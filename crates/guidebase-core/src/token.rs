//! Token counting for chunk-size bounds.
//!
//! Uses the `cl100k_base` BPE from `tiktoken-rs` — the same tokenizer family
//! the upstream embedding models expect as input granularity. This is an
//! approximation of each model's own tokenizer; chunk bounds care about the
//! order of magnitude, not exact token identity.

use once_cell::sync::Lazy;
use tiktoken_rs::{cl100k_base, CoreBPE};

static BPE: Lazy<CoreBPE> =
    Lazy::new(|| cl100k_base().expect("cl100k_base vocabulary is bundled with tiktoken-rs"));

/// Count the BPE tokens in `text`.
pub fn count_tokens(text: &str) -> usize {
    BPE.encode_with_special_tokens(text).len()
}

#[cfg(test)]
mod tests {
    use super::*;

    #[test]
    fn empty_text_has_no_tokens() {
        assert_eq!(count_tokens(""), 0);
    }

    #[test]
    fn counts_grow_with_text() {
        let short = count_tokens("hello");
        let long = count_tokens("hello world, this is a longer sentence with more words");
        assert!(short >= 1);
        assert!(long > short);
    }

    #[test]
    fn deterministic() {
        let text = "The same input always counts the same.";
        assert_eq!(count_tokens(text), count_tokens(text));
    }
}
//! Text extraction for uploaded documents.
//!
//! Uploads are identified by file extension: `.pdf` goes through PDF text
//! extraction, `.html` is decoded as UTF-8 text; anything else is rejected
//! before the pipeline does any work.

use thiserror::Error;

/// Recognized upload types.
#[derive(Debug, Clone, Copy, PartialEq, Eq)]
pub enum SourceKind {
    Pdf,
    Html,
}

impl SourceKind {
    /// Determine the source kind from a file name, `None` when the
    /// extension is unsupported.
    pub fn from_file_name(name: &str) -> Option<Self> {
        if name.ends_with(".pdf") {
            Some(Self::Pdf)
        } else if name.ends_with(".html") {
            Some(Self::Html)
        } else {
            None
        }
    }
}

/// Extraction failure: the upload had a recognized extension but its bytes
/// could not be turned into text.
#[derive(Debug, Error)]
pub enum ExtractError {
    #[error("PDF extraction failed: {0}")]
    Pdf(String),
    #[error("HTML is not valid UTF-8: {0}")]
    Utf8(#[from] std::string::FromUtf8Error),
}

/// Extract plain text from upload bytes.
pub fn extract_text(bytes: &[u8], kind: SourceKind) -> Result<String, ExtractError> {
    match kind {
        SourceKind::Pdf => pdf_extract::extract_text_from_mem(bytes)
            .map_err(|e| ExtractError::Pdf(e.to_string())),
        SourceKind::Html => Ok(String::from_utf8(bytes.to_vec())?),
    }
}

#[cfg(test)]
mod tests {
    use super::*;

    #[test]
    fn recognizes_supported_extensions() {
        assert_eq!(SourceKind::from_file_name("manual.pdf"), Some(SourceKind::Pdf));
        assert_eq!(SourceKind::from_file_name("guide.html"), Some(SourceKind::Html));
    }

    #[test]
    fn rejects_other_extensions() {
        assert_eq!(SourceKind::from_file_name("notes.txt"), None);
        assert_eq!(SourceKind::from_file_name("archive.zip"), None);
        assert_eq!(SourceKind::from_file_name("no-extension"), None);
    }

    #[test]
    fn html_decodes_as_utf8() {
        let text = extract_text("<p>héllo</p>".as_bytes(), SourceKind::Html).unwrap();
        assert_eq!(text, "<p>héllo</p>");
    }

    #[test]
    fn invalid_utf8_html_is_an_error() {
        let err = extract_text(&[0xff, 0xfe, 0x00], SourceKind::Html).unwrap_err();
        assert!(matches!(err, ExtractError::Utf8(_)));
    }

    #[test]
    fn invalid_pdf_is_an_error() {
        let err = extract_text(b"not a pdf", SourceKind::Pdf).unwrap_err();
        assert!(matches!(err, ExtractError::Pdf(_)));
    }
}
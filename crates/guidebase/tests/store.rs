//! SQLite store behavior: transactional inserts, cascade deletes, and
//! similarity queries against a real database file.

use std::str::FromStr;

use sqlx::sqlite::{SqliteConnectOptions, SqlitePool, SqlitePoolOptions};
use tempfile::TempDir;

use guidebase::migrate::apply_schema;
use guidebase::sqlite_store::SqliteStore;
use guidebase_core::models::{EmbeddedChunk, EmbeddedSection, Resource, SectionChunk};
use guidebase_core::store::Store;

async fn test_store() -> (TempDir, SqliteStore) {
    let tmp = TempDir::new().unwrap();
    let path = tmp.path().join("gbase.sqlite");

    let options = SqliteConnectOptions::from_str(&format!("sqlite:{}", path.display()))
        .unwrap()
        .create_if_missing(true)
        .foreign_keys(true);
    let pool: SqlitePool = SqlitePoolOptions::new()
        .max_connections(2)
        .connect_with(options)
        .await
        .unwrap();

    apply_schema(&pool).await.unwrap();
    (tmp, SqliteStore::new(pool))
}

async fn count(store: &SqliteStore, table: &str) -> i64 {
    sqlx::query_scalar::<_, i64>(&format!("SELECT COUNT(*) FROM {table}"))
        .fetch_one(store.pool())
        .await
        .unwrap()
}

#[tokio::test]
async fn insert_document_persists_resource_and_chunks() {
    let (_tmp, store) = test_store().await;

    let resource = Resource::new("setup.html", None, 42);
    let chunks = vec![
        EmbeddedChunk::new("first chunk", vec![1.0, 0.0]),
        EmbeddedChunk::new("second chunk", vec![0.0, 1.0]),
    ];
    let id = store.insert_document(&resource, &chunks).await.unwrap();

    assert_eq!(id, resource.id);
    assert_eq!(count(&store, "resources").await, 1);
    assert_eq!(count(&store, "embeddings").await, 2);
}

#[tokio::test]
async fn similarity_query_joins_resource_file_name() {
    let (_tmp, store) = test_store().await;

    let resource = Resource::new("onboarding.pdf", None, 0);
    store
        .insert_document(
            &resource,
            &[EmbeddedChunk::new("welcome aboard", vec![1.0, 0.0])],
        )
        .await
        .unwrap();

    let scored = store.query_by_similarity(&[1.0, 0.0]).await.unwrap();
    assert_eq!(scored.len(), 1);
    assert!((scored[0].similarity - 1.0).abs() < 1e-6);
    assert_eq!(scored[0].file_name.as_deref(), Some("onboarding.pdf"));
}

#[tokio::test]
async fn deleting_a_resource_cascades_to_chunks() {
    let (_tmp, store) = test_store().await;

    let resource = Resource::new("stale.html", None, 0);
    store
        .insert_document(&resource, &[EmbeddedChunk::new("old text", vec![1.0, 0.0])])
        .await
        .unwrap();
    assert_eq!(count(&store, "embeddings").await, 1);

    store.delete_resource(&resource.id).await.unwrap();

    assert_eq!(count(&store, "resources").await, 0);
    assert_eq!(count(&store, "embeddings").await, 0);
}

#[tokio::test]
async fn multimodal_insert_attaches_images_by_original_index() {
    let (_tmp, store) = test_store().await;

    let resource = Resource::new("wiring.html", None, 0);
    let sections = vec![
        SectionChunk {
            text: vec!["panel".into()],
            images: vec![
                "https://cdn.example.com/a.png".into(),
                "https://cdn.example.com/b.png".into(),
            ],
        },
        SectionChunk {
            text: vec!["notes".into()],
            images: vec![],
        },
    ];
    let chunks = vec![
        EmbeddedSection::new("panel", 0, vec![1.0, 0.0]),
        EmbeddedSection::new("notes", 1, vec![0.0, 1.0]),
    ];

    store
        .insert_multimodal_document(&resource, &chunks, &sections)
        .await
        .unwrap();

    assert_eq!(count(&store, "embeddings_multimodal").await, 2);
    assert_eq!(count(&store, "image_resources").await, 2);

    let scored = store
        .query_multimodal_by_similarity(&[1.0, 0.0])
        .await
        .unwrap();
    let panel = scored.iter().find(|s| s.content == "panel").unwrap();
    assert_eq!(
        panel.image_urls,
        vec!["https://cdn.example.com/a.png", "https://cdn.example.com/b.png"]
    );
    let notes = scored.iter().find(|s| s.content == "notes").unwrap();
    assert!(notes.image_urls.is_empty());
}

#[tokio::test]
async fn failed_multimodal_insert_rolls_back_everything() {
    let (_tmp, store) = test_store().await;

    let resource = Resource::new("doomed.html", None, 0);
    let first = EmbeddedSection::new("one", 0, vec![1.0, 0.0]);
    let mut second = EmbeddedSection::new("two", 1, vec![0.0, 1.0]);
    // Force a primary-key violation on the second chunk insert, after the
    // resource and first chunk are already written inside the transaction.
    second.id = first.id.clone();

    let sections = vec![
        SectionChunk {
            text: vec!["one".into()],
            images: vec!["https://cdn.example.com/x.png".into()],
        },
        SectionChunk {
            text: vec!["two".into()],
            images: vec![],
        },
    ];

    let result = store
        .insert_multimodal_document(&resource, &[first, second], &sections)
        .await;

    assert!(result.is_err());
    assert_eq!(count(&store, "resources").await, 0);
    assert_eq!(count(&store, "embeddings_multimodal").await, 0);
    assert_eq!(count(&store, "image_resources").await, 0);
}

#[tokio::test]
async fn failed_text_insert_rolls_back_everything() {
    let (_tmp, store) = test_store().await;

    let resource = Resource::new("doomed.pdf", None, 0);
    let first = EmbeddedChunk::new("one", vec![1.0, 0.0]);
    let mut second = EmbeddedChunk::new("two", vec![0.0, 1.0]);
    second.id = first.id.clone();

    let result = store.insert_document(&resource, &[first, second]).await;

    assert!(result.is_err());
    assert_eq!(count(&store, "resources").await, 0);
    assert_eq!(count(&store, "embeddings").await, 0);
}

#[tokio::test]
async fn legacy_two_write_path_can_orphan_a_resource() {
    let (_tmp, store) = test_store().await;

    let resource = Resource::new("legacy.html", None, 0);
    store.insert_resource(&resource).await.unwrap();

    let first = EmbeddedChunk::new("one", vec![1.0, 0.0]);
    let mut second = EmbeddedChunk::new("two", vec![0.0, 1.0]);
    second.id = first.id.clone();

    // Outside a transaction the first chunk lands before the failure.
    let result = store.insert_chunks(&resource.id, &[first, second]).await;

    assert!(result.is_err());
    assert_eq!(count(&store, "resources").await, 1);
    assert_eq!(count(&store, "embeddings").await, 1);
}
//! Shared bus handle
//!
//! The field bus is a half-duplex serial line with a single master: two
//! in-flight transactions would interleave bytes on the wire and corrupt
//! both. `SharedBus` is the single serialization point every bus
//! transaction passes through: the dispatcher, the status reader and both
//! bulk workers all hold the same handle and queue on its mutex.

use tokio::sync::Mutex;
use vent_modbus::{BusTransport, ModbusError, ModbusResult};

/// Shared, serialized handle to the one physical bus transport
pub struct SharedBus {
    /// The transport, present only when the link came up at startup.
    /// The mutex is held for the full duration of one transaction.
    transport: Option<Mutex<Box<dyn BusTransport>>>,
}

impl SharedBus {
    /// Wrap an opened transport
    pub fn connected(transport: Box<dyn BusTransport>) -> Self {
        Self {
            transport: Some(Mutex::new(transport)),
        }
    }

    /// Bus handle for disconnected/demo mode: every transaction fails with
    /// a connection error and status reads fall back to simulated values
    pub fn disconnected() -> Self {
        Self { transport: None }
    }

    /// Whether the link was established at startup
    pub fn is_connected(&self) -> bool {
        self.transport.is_some()
    }

    /// Write a single coil on one unit
    pub async fn write_coil(&self, slave_id: u8, address: u16, value: bool) -> ModbusResult<()> {
        match &self.transport {
            Some(transport) => transport.lock().await.write_coil(slave_id, address, value).await,
            None => Err(Self::not_connected()),
        }
    }

    /// Write a single register on one unit
    pub async fn write_register(&self, slave_id: u8, address: u16, value: u16) -> ModbusResult<()> {
        match &self.transport {
            Some(transport) => {
                transport
                    .lock()
                    .await
                    .write_register(slave_id, address, value)
                    .await
            }
            None => Err(Self::not_connected()),
        }
    }

    /// Read a single discrete input bit from one unit
    pub async fn read_discrete_input(&self, slave_id: u8, address: u16) -> ModbusResult<bool> {
        match &self.transport {
            Some(transport) => {
                let bits = transport
                    .lock()
                    .await
                    .read_discrete_inputs(slave_id, address, 1)
                    .await?;
                bits.first().copied().ok_or_else(|| {
                    ModbusError::Protocol("Empty discrete input response".to_string())
                })
            }
            None => Err(Self::not_connected()),
        }
    }

    /// Read a single input register from one unit
    pub async fn read_input_register(&self, slave_id: u8, address: u16) -> ModbusResult<u16> {
        match &self.transport {
            Some(transport) => {
                let registers = transport
                    .lock()
                    .await
                    .read_input_registers(slave_id, address, 1)
                    .await?;
                registers.first().copied().ok_or_else(|| {
                    ModbusError::Protocol("Empty input register response".to_string())
                })
            }
            None => Err(Self::not_connected()),
        }
    }

    fn not_connected() -> ModbusError {
        ModbusError::Connection("Modbus device not connected".to_string())
    }
}
//! Bulk status aggregation
//!
//! Polls a list of units strictly sequentially through the shared bus,
//! cross-checks the vent number derived from each unit's register
//! addresses, and publishes the completed snapshot to the result store.

use std::sync::Arc;
use std::time::Duration;

use chrono::{DateTime, Utc};
use serde::{Deserialize, Serialize};
use tokio::sync::mpsc;
use tokio::task::JoinHandle;
use tracing::{info, warn};

use crate::error::{Result, VentsrvError};
use crate::status::{StatusReader, UnitStatus};
use crate::store::ResultStore;

/// Register block stride between consecutive vents in the address map
const VENT_BLOCK_STRIDE: i32 = 156;
/// Base address of the first vent's temperature register
const TEMP_BASE_ADDRESS: i32 = 1;
/// Base address of the first vent's speed register
const SPEED_BASE_ADDRESS: i32 = 36;

/// Addressing for polling one unit within a bulk run
#[derive(Debug, Clone, Serialize, Deserialize)]
pub struct VentQuery {
    pub slave_id: u8,
    pub on_address: u16,
    pub temp_address: u16,
    pub speed_address: u16,
}

/// Status fields of one polled unit, or an error marker
#[derive(Debug, Clone, Serialize, Deserialize)]
#[serde(untagged)]
pub enum VentReading {
    Status(UnitStatus),
    Failed {
        #[serde(rename = "Status")]
        status: String,
        message: String,
    },
}

impl VentReading {
    fn failed(message: impl Into<String>) -> Self {
        VentReading::Failed {
            status: "error".to_string(),
            message: message.into(),
        }
    }
}

/// One unit's entry in a bulk snapshot
#[derive(Debug, Clone, Serialize, Deserialize)]
pub struct VentResult {
    pub slave_id: u8,
    #[serde(flatten)]
    pub reading: VentReading,
    /// Logical vent index, present only when both address-derived
    /// formulas agree
    pub vent_number: Option<u16>,
}

/// Result of one completed bulk status run
#[derive(Debug, Clone, Serialize, Deserialize)]
pub struct BulkSnapshot {
    pub results: Vec<VentResult>,
    pub captured_at: DateTime<Utc>,
}

/// Derive the vent number from the temperature and speed register
/// addresses. The two address spaces are laid out in blocks of 156
/// registers per vent; both derivations must agree or the reading cannot
/// be attributed to a vent.
pub fn derive_vent_number(temp_address: u16, speed_address: u16) -> Option<u16> {
    let from_temp = (i32::from(temp_address) - TEMP_BASE_ADDRESS).div_euclid(VENT_BLOCK_STRIDE) + 1;
    let from_speed =
        (i32::from(speed_address) - SPEED_BASE_ADDRESS).div_euclid(VENT_BLOCK_STRIDE) + 1;

    if from_temp == from_speed {
        Some(from_temp as u16)
    } else {
        None
    }
}

/// Polls units sequentially and produces bulk snapshots
pub struct BulkStatusAggregator {
    reader: StatusReader,
    store: Arc<ResultStore>,
    pacing: Duration,
}

impl BulkStatusAggregator {
    pub fn new(reader: StatusReader, store: Arc<ResultStore>, pacing: Duration) -> Self {
        Self {
            reader,
            store,
            pacing,
        }
    }

    /// Run one bulk poll: strictly sequential, paced between queries, one
    /// failing query never aborts the rest. The completed snapshot
    /// replaces the previous one in the result store.
    pub async fn run(&self, queries: &[VentQuery]) -> BulkSnapshot {
        let mut results = Vec::with_capacity(queries.len());

        for query in queries {
            let result = match self
                .reader
                .read(
                    query.slave_id,
                    query.on_address,
                    query.temp_address,
                    query.speed_address,
                )
                .await
            {
                Ok(status) => {
                    let vent_number =
                        derive_vent_number(query.temp_address, query.speed_address);
                    if vent_number.is_none() {
                        warn!(
                            "Vent number mismatch for slave {}: temp address {} and speed address {} disagree",
                            query.slave_id, query.temp_address, query.speed_address
                        );
                    }
                    VentResult {
                        slave_id: query.slave_id,
                        reading: VentReading::Status(status),
                        vent_number,
                    }
                }
                Err(e) => {
                    warn!("Bulk status read for slave {} failed: {}", query.slave_id, e);
                    VentResult {
                        slave_id: query.slave_id,
                        reading: VentReading::failed(e.to_string()),
                        vent_number: None,
                    }
                }
            };
            results.push(result);

            // Pace the bus between units
            tokio::time::sleep(self.pacing).await;
        }

        let snapshot = BulkSnapshot {
            results,
            captured_at: Utc::now(),
        };
        self.store.put(snapshot.clone());
        snapshot
    }

    /// Move the aggregator onto its worker task. Runs submitted while one
    /// is in flight queue behind it; two runs never interleave on the bus.
    pub fn spawn(self) -> (AggregatorHandle, JoinHandle<()>) {
        let (tx, mut rx) = mpsc::channel::<Vec<VentQuery>>(32);

        let handle = tokio::spawn(async move {
            while let Some(queries) = rx.recv().await {
                info!("Starting bulk status run over {} units", queries.len());
                let snapshot = self.run(&queries).await;
                info!(
                    "Bulk status run completed: {} results captured at {}",
                    snapshot.results.len(),
                    snapshot.captured_at
                );
            }
        });

        (AggregatorHandle { tx }, handle)
    }
}

/// Submission handle for the aggregator worker
#[derive(Clone)]
pub struct AggregatorHandle {
    tx: mpsc::Sender<Vec<VentQuery>>,
}

impl AggregatorHandle {
    /// Enqueue a bulk status run; returns as soon as the run is queued
    pub async fn submit(&self, queries: Vec<VentQuery>) -> Result<()> {
        self.tx
            .send(queries)
            .await
            .map_err(|e| VentsrvError::QueueError(format!("Status worker unavailable: {}", e)))
    }
}

#[cfg(test)]
mod tests {
    use super::*;

    #[test]
    fn test_vent_number_first_block() {
        assert_eq!(derive_vent_number(1, 36), Some(1));
    }

    #[test]
    fn test_vent_number_second_block() {
        assert_eq!(derive_vent_number(157, 192), Some(2));
    }

    #[test]
    fn test_vent_number_mismatch() {
        assert_eq!(derive_vent_number(1, 192), None);
    }

    #[test]
    fn test_vent_number_mid_block() {
        // Any address inside a block maps to that block's vent
        assert_eq!(derive_vent_number(100, 100), Some(1));
        assert_eq!(derive_vent_number(313, 348), Some(3));
    }
}
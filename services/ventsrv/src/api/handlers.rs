//! API handlers for the vent bridge
//!
//! Every handler answers with a well-formed JSON body; bus faults are
//! reported inside the payload, never as a raised fault.

#![allow(clippy::disallowed_methods)] // json! macro used in multiple functions

use axum::{
    extract::{Path, Query, State},
    http::StatusCode,
    response::IntoResponse,
    Json,
};
use serde::{Deserialize, Serialize};
use serde_json::json;
use uuid::Uuid;

use crate::aggregator::VentQuery;
use crate::command::Command;

use super::AppState;

/// Response for single control commands
#[derive(Debug, Serialize)]
pub struct ControlResponse {
    pub status: String,
    pub message: String,
}

/// Query parameters for a single status read
#[derive(Debug, Deserialize)]
pub struct StatusQuery {
    #[serde(default = "default_slave_id")]
    pub slave_id: u8,
    /// On/off discrete input address
    #[serde(default, rename = "on")]
    pub on_address: u16,
    /// Temperature input register address
    #[serde(default = "default_temp_address", rename = "temp")]
    pub temp_address: u16,
    /// Fan speed input register address
    #[serde(default = "default_speed_address", rename = "speed")]
    pub speed_address: u16,
}

fn default_slave_id() -> u8 {
    1
}

fn default_temp_address() -> u16 {
    1
}

fn default_speed_address() -> u16 {
    36
}

/// Bulk status request: parallel arrays, index i describes one unit
#[derive(Debug, Deserialize)]
pub struct BulkStatusRequest {
    pub slave_id: Vec<u8>,
    pub on: Vec<u16>,
    pub temp: Vec<u16>,
    pub speed: Vec<u16>,
}

/// Execute a single control command
///
/// @route POST /api/control
pub async fn control_device(
    State(state): State<AppState>,
    Json(cmd): Json<Command>,
) -> Json<ControlResponse> {
    let outcome = state.dispatcher.execute(&cmd).await;

    let status = if outcome.succeeded { "success" } else { "error" };
    Json(ControlResponse {
        status: status.to_string(),
        message: outcome.message,
    })
}

/// Queue a batch of control commands for background execution
///
/// @route POST /api/control/bulk
pub async fn bulk_control_device(
    State(state): State<AppState>,
    Json(commands): Json<Vec<Command>>,
) -> impl IntoResponse {
    if !state.bus.is_connected() {
        return Json(json!({
            "status": "error",
            "message": "Modbus device not connected"
        }))
        .into_response();
    }

    match state.commands.submit(commands).await {
        Ok(accepted) => Json(json!({
            "status": "success",
            "message": format!(
                "{} commands are being processed in the background",
                accepted.accepted
            ),
            "run_id": accepted.run_id,
            "accepted": accepted.accepted,
        }))
        .into_response(),
        Err(e) => (
            StatusCode::INTERNAL_SERVER_ERROR,
            Json(json!({"status": "error", "message": e.to_string()})),
        )
            .into_response(),
    }
}

/// Fetch the outcome log of a submitted batch
///
/// @route GET /api/control/bulk/{run_id}
pub async fn get_batch_results(
    State(state): State<AppState>,
    Path(run_id): Path<Uuid>,
) -> impl IntoResponse {
    match state.command_log.get(run_id) {
        Some(run) => Json(run).into_response(),
        None => (
            StatusCode::NOT_FOUND,
            Json(json!({"message": format!("No batch with run id {}", run_id)})),
        )
            .into_response(),
    }
}

/// Read one unit's current status
///
/// @route GET /api/status
pub async fn get_device_status(
    State(state): State<AppState>,
    Query(query): Query<StatusQuery>,
) -> impl IntoResponse {
    match state
        .reader
        .read(
            query.slave_id,
            query.on_address,
            query.temp_address,
            query.speed_address,
        )
        .await
    {
        Ok(status) => Json(status).into_response(),
        Err(e) => Json(json!({
            "Status": "error",
            "message": format!("Failed to read from Modbus device: {}", e)
        }))
        .into_response(),
    }
}

/// Queue a bulk status run over many units
///
/// @route POST /api/status/bulk
pub async fn start_bulk_status(
    State(state): State<AppState>,
    Json(request): Json<BulkStatusRequest>,
) -> impl IntoResponse {
    let count = request.slave_id.len();
    if request.on.len() != count || request.temp.len() != count || request.speed.len() != count {
        return (
            StatusCode::BAD_REQUEST,
            Json(json!({
                "status": "error",
                "message": "slave_id, on, temp and speed arrays must have equal length"
            })),
        )
            .into_response();
    }

    let queries: Vec<VentQuery> = (0..count)
        .map(|i| VentQuery {
            slave_id: request.slave_id[i],
            on_address: request.on[i],
            temp_address: request.temp[i],
            speed_address: request.speed[i],
        })
        .collect();

    match state.statuses.submit(queries).await {
        Ok(()) => Json(json!({
            "message": "Bulk fetch started",
            "slave_ids": request.slave_id,
        }))
        .into_response(),
        Err(e) => (
            StatusCode::INTERNAL_SERVER_ERROR,
            Json(json!({"status": "error", "message": e.to_string()})),
        )
            .into_response(),
    }
}

/// Fetch the latest bulk status snapshot
///
/// @route GET /api/status/bulk/results
pub async fn get_bulk_results(State(state): State<AppState>) -> impl IntoResponse {
    match state.results.get() {
        Some(snapshot) => Json((*snapshot).clone()).into_response(),
        None => Json(json!({"message": "No results yet"})).into_response(),
    }
}

/// Health check endpoint
///
/// @route GET /health
pub async fn health_check(State(state): State<AppState>) -> impl IntoResponse {
    Json(json!({
        "status": "healthy",
        "service": crate::SERVICE_NAME,
        "bus_connected": state.bus.is_connected(),
        "timestamp": chrono::Utc::now().to_rfc3339(),
    }))
}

#### Task brief
Look through the data and gather every line with the string "ModbusResult" in it.

#### Solution to the problem
use vent_modbus::{BusTransport, ModbusError, ModbusResult};
    pub async fn write_coil(&self, slave_id: u8, address: u16, value: bool) -> ModbusResult<()> {
    pub async fn write_register(&self, slave_id: u8, address: u16, value: u16) -> ModbusResult<()> {
    pub async fn read_discrete_input(&self, slave_id: u8, address: u16) -> ModbusResult<bool> {
    pub async fn read_input_register(&self, slave_id: u8, address: u16) -> ModbusResult<u16> {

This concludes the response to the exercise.